Il ritorno del re offre tre
distinti sentieri: quello di Gandalf dalle mura del fosso di Helm, fino alla
difesa di Minas Tirith; quello di Aragorn, Legolas e Gimli nell'attraversamento
del sentiero dei Morti; infine quello di Frodo e Sam, impegnati prima nella fuga
da Osgiliath, poi nel passaggio dell'antro di Shelob e di Cirith Ungol. Il
titolo include filmati tratti dall'opera cinematografica e una serie di
contenuti extra con interviste agli attori principali e brevi documentari.

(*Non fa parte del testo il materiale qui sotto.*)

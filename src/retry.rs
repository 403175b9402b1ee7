//! Bounded retry of fallible cluster operations.
//!
//! Every call against the K8s API made while moving a pod goes through `retry_during`, which
//! bounds an operation both by a number of attempts and by the total time spent retrying it.

use std::future::Future;
use std::time::Duration;

use anyhow::Result;
use tokio::time::Instant;

/// Sleeps at or below this duration are skipped entirely.
const NEGLIGIBLE_SLEEP: Duration = Duration::from_millis(1);

/// The attempt budget used for most checks & mutations.
pub const RETRY_LESS: u32 = 2;
/// The attempt budget used when restoring state during cleanup.
pub const RETRY_MORE: u32 = 4;
/// The default bound on the time spent retrying an operation.
pub const DEFAULT_TIMEOUT: Duration = Duration::from_secs(10);
/// The default delay between attempts of a mutation.
pub const DEFAULT_SLEEP: Duration = Duration::from_secs(3);
/// The delay between attempts of a read-only check.
pub const CHECK_SLEEP: Duration = Duration::from_secs(1);

/// The bounds placed on a retried operation.
#[derive(Clone, Copy, Debug, PartialEq, Eq)]
pub struct RetryPolicy {
    /// The maximum number of times the operation will be invoked.
    pub attempts: u32,
    /// The total time after which no further attempts will be made. Zero disables the bound.
    pub timeout: Duration,
    /// The delay between attempts.
    pub sleep: Duration,
}

impl RetryPolicy {
    pub fn new(attempts: u32, timeout: Duration, sleep: Duration) -> Self {
        Self { attempts, timeout, sleep }
    }

    /// A policy for mutating an object with the given number of attempts.
    pub fn update(attempts: u32) -> Self {
        Self::new(attempts, DEFAULT_TIMEOUT, DEFAULT_SLEEP)
    }

    /// A policy for re-reading an object with the given number of attempts.
    pub fn check(attempts: u32) -> Self {
        Self::new(attempts, DEFAULT_TIMEOUT, CHECK_SLEEP)
    }
}

/// Invoke `operation` until it succeeds or the given policy is exhausted.
///
/// The error of the final attempt is returned, annotated with the number of attempts made and,
/// when the timeout cut retries short, the time elapsed.
pub async fn retry_during<F, Fut, T>(policy: RetryPolicy, name: &str, mut operation: F) -> Result<T>
where
    F: FnMut() -> Fut,
    Fut: Future<Output = Result<T>>,
{
    let start = Instant::now();
    let max_attempts = policy.attempts.max(1);
    let mut attempt = 0;
    loop {
        attempt += 1;
        let err = match operation().await {
            Ok(val) => {
                tracing::debug!(operation = name, attempt, max_attempts, "operation succeeded");
                return Ok(val);
            }
            Err(err) => err,
        };
        tracing::debug!(operation = name, attempt, max_attempts, error = %err, "operation failed");
        if attempt >= max_attempts {
            tracing::error!(operation = name, attempt, error = %err, "retries exhausted");
            return Err(err.context(format!("{} failed after {} attempts", name, attempt)));
        }

        let elapsed = start.elapsed();
        if !policy.timeout.is_zero() && elapsed > policy.timeout {
            tracing::error!(operation = name, attempt, ?elapsed, error = %err, "retries timed out");
            return Err(err.context(format!("{} timed out after {} attempts ({:?} elapsed)", name, attempt, elapsed)));
        }

        if policy.sleep > NEGLIGIBLE_SLEEP {
            tokio::time::sleep(policy.sleep).await;
        }
    }
}
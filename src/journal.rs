//! Append-only journal of mutating commands, in wire-frame form.
//!
//! Opened once for append at startup; every accepted mutation is re-framed
//! and appended before the command takes effect in the keyspace (spec.md
//! §5's ordering guarantee). Replay re-parses the file from the front and
//! hands each frame to a caller-supplied handler, which is the same
//! dispatch path a live client request would take.

use std::fmt;
use std::fs::{File, OpenOptions};
use std::io::{self, BufReader, Write};
use std::path::{Path, PathBuf};

use crate::wire::{Frame, FrameError};

/// Fatal, per-command error: the mutation is refused rather than applied
/// without durability (spec.md §7).
#[derive(Debug)]
pub struct JournalIoError(pub io::Error);

impl fmt::Display for JournalIoError {
    fn fmt(&self, f: &mut fmt::Formatter<'_>) -> fmt::Result {
        write!(f, "journal write failed: {}", self.0)
    }
}

impl std::error::Error for JournalIoError {}

/// Errors encountered while replaying an existing journal file at startup.
#[derive(Debug)]
pub enum ReplayError {
    Io(io::Error),
    Frame(FrameError),
}

impl fmt::Display for ReplayError {
    fn fmt(&self, f: &mut fmt::Formatter<'_>) -> fmt::Result {
        match self {
            ReplayError::Io(e) => write!(f, "i/o error replaying journal: {e}"),
            ReplayError::Frame(e) => write!(f, "malformed journal frame: {e}"),
        }
    }
}

impl std::error::Error for ReplayError {}

impl From<io::Error> for ReplayError {
    fn from(e: io::Error) -> Self {
        ReplayError::Io(e)
    }
}

impl From<FrameError> for ReplayError {
    fn from(e: FrameError) -> Self {
        ReplayError::Frame(e)
    }
}

/// A handle on the append-only journal file, kept open for the life of the
/// process. There is exactly one writer; the dispatcher serializes appends
/// before applying the command to the keyspace.
pub struct Journal {
    path: PathBuf,
    file: File,
}

impl Journal {
    /// Opens `path` for append, creating it if absent.
    pub fn open(path: impl AsRef<Path>) -> io::Result<Self> {
        let path = path.as_ref().to_path_buf();
        let file = OpenOptions::new().create(true).append(true).open(&path)?;
        Ok(Journal { path, file })
    }

    /// Appends `frame`'s wire encoding and flushes to the kernel.
    ///
    /// A failure here is fatal for the command that triggered it (spec.md
    /// §7): the caller must not apply the mutation to the keyspace.
    pub fn append(&mut self, frame: &Frame) -> Result<(), JournalIoError> {
        let bytes = frame.to_bytes();
        self.file.write_all(&bytes).map_err(JournalIoError)?;
        self.file.flush().map_err(JournalIoError)?;
        Ok(())
    }

    /// Replays every frame in the journal from offset 0, calling `handler`
    /// for each. Used once at startup, before the acceptor starts.
    pub fn replay(path: impl AsRef<Path>, mut handler: impl FnMut(Frame)) -> Result<(), ReplayError> {
        let path = path.as_ref();
        let file = match File::open(path) {
            Ok(f) => f,
            Err(e) if e.kind() == io::ErrorKind::NotFound => return Ok(()),
            Err(e) => return Err(e.into()),
        };
        let mut reader = BufReader::new(file);
        loop {
            match Frame::decode(&mut reader) {
                Ok(frame) => handler(frame),
                Err(FrameError::Eof) => break,
                Err(e) => return Err(e.into()),
            }
        }
        Ok(())
    }

    /// The path this journal was opened from, for diagnostics.
    pub fn path(&self) -> &Path {
        &self.path
    }

    /// Empties the journal file in place. Called only once a dump cycle's
    /// rename has succeeded, so every mutation the journal held is now
    /// represented in the snapshot; after this, the journal again carries
    /// only mutations since that rename (spec.md §4.6).
    ///
    /// Append-mode writes always target the current end of file, so no seek
    /// is needed here — the next `append` lands at offset 0.
    pub fn reset(&mut self) -> io::Result<()> {
        self.file.set_len(0)?;
        self.file.flush()
    }
}

#[cfg(test)]
mod tests {
    use super::*;
    use tempfile::tempdir;

    #[test]
    fn append_then_replay_recovers_frames() {
        let dir = tempdir().unwrap();
        let path = dir.path().join("database.aof");

        let mut journal = Journal::open(&path).unwrap();
        let set_a = Frame::command("SET", &[b"a".to_vec(), b"1".to_vec()]);
        let set_b = Frame::command("SET", &[b"b".to_vec(), b"2".to_vec()]);
        journal.append(&set_a).unwrap();
        journal.append(&set_b).unwrap();
        drop(journal);

        let mut replayed = Vec::new();
        Journal::replay(&path, |f| replayed.push(f)).unwrap();
        assert_eq!(replayed, vec![set_a, set_b]);
    }

    #[test]
    fn replay_of_missing_file_is_a_noop() {
        let dir = tempdir().unwrap();
        let path = dir.path().join("does-not-exist.aof");
        let mut calls = 0;
        Journal::replay(&path, |_| calls += 1).unwrap();
        assert_eq!(calls, 0);
    }

    #[test]
    fn reset_empties_the_file_and_further_appends_start_fresh() {
        let dir = tempdir().unwrap();
        let path = dir.path().join("database.aof");

        let mut journal = Journal::open(&path).unwrap();
        journal.append(&Frame::command("SET", &[b"a".to_vec(), b"1".to_vec()])).unwrap();
        journal.reset().unwrap();

        let mut replayed = Vec::new();
        Journal::replay(&path, |f| replayed.push(f)).unwrap();
        assert!(replayed.is_empty());

        let set_b = Frame::command("SET", &[b"b".to_vec(), b"2".to_vec()]);
        journal.append(&set_b).unwrap();
        drop(journal);

        let mut replayed = Vec::new();
        Journal::replay(&path, |f| replayed.push(f)).unwrap();
        assert_eq!(replayed, vec![set_b]);
    }

    #[test]
    fn reopening_an_existing_journal_appends_rather_than_truncates() {
        let dir = tempdir().unwrap();
        let path = dir.path().join("database.aof");

        let mut first = Journal::open(&path).unwrap();
        first.append(&Frame::command("SET", &[b"a".to_vec(), b"1".to_vec()])).unwrap();
        drop(first);

        let mut second = Journal::open(&path).unwrap();
        second.append(&Frame::command("SET", &[b"b".to_vec(), b"2".to_vec()])).unwrap();
        drop(second);

        let mut replayed = Vec::new();
        Journal::replay(&path, |f| replayed.push(f)).unwrap();
        assert_eq!(replayed.len(), 2);
    }
}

Le varie missioni proposte sono
molto impegnative e si alterneranno lunghi momenti di combattimenti con brevi
sequenze di esplorazione dell'ambiente, comunque il tema principale resterà
l'azione. Non a caso la varietà di attacchi a disposizione è notevole, con
combinazioni e mosse speciali che i protagonisti apprenderanno procedendo nella
trama, unite alle facoltà di effettuare attacchi a distanza.
Buona realizzazione che ricrea
splendidamente le atmosfere che qualunque appassionato aspetterebbe. Il livello
di difficoltà è eccessivo, specialmente in alcune missioni e costringerà molte
volte il giocatore a ripetere intere sequenze. Infatti potendo salvare i
progressi solo al termine delle missioni rende il gioco frustrante nel momento
in cui si deve rifare da capo la missione.
Le telecamere sono state studiate
per restituire il massimo della spettacolarità faticano a seguire l'azione,
infatti in alcuni punti i nemici riescono ad attaccarvi liberamente da punti
posti al di fuori della vostra visuale.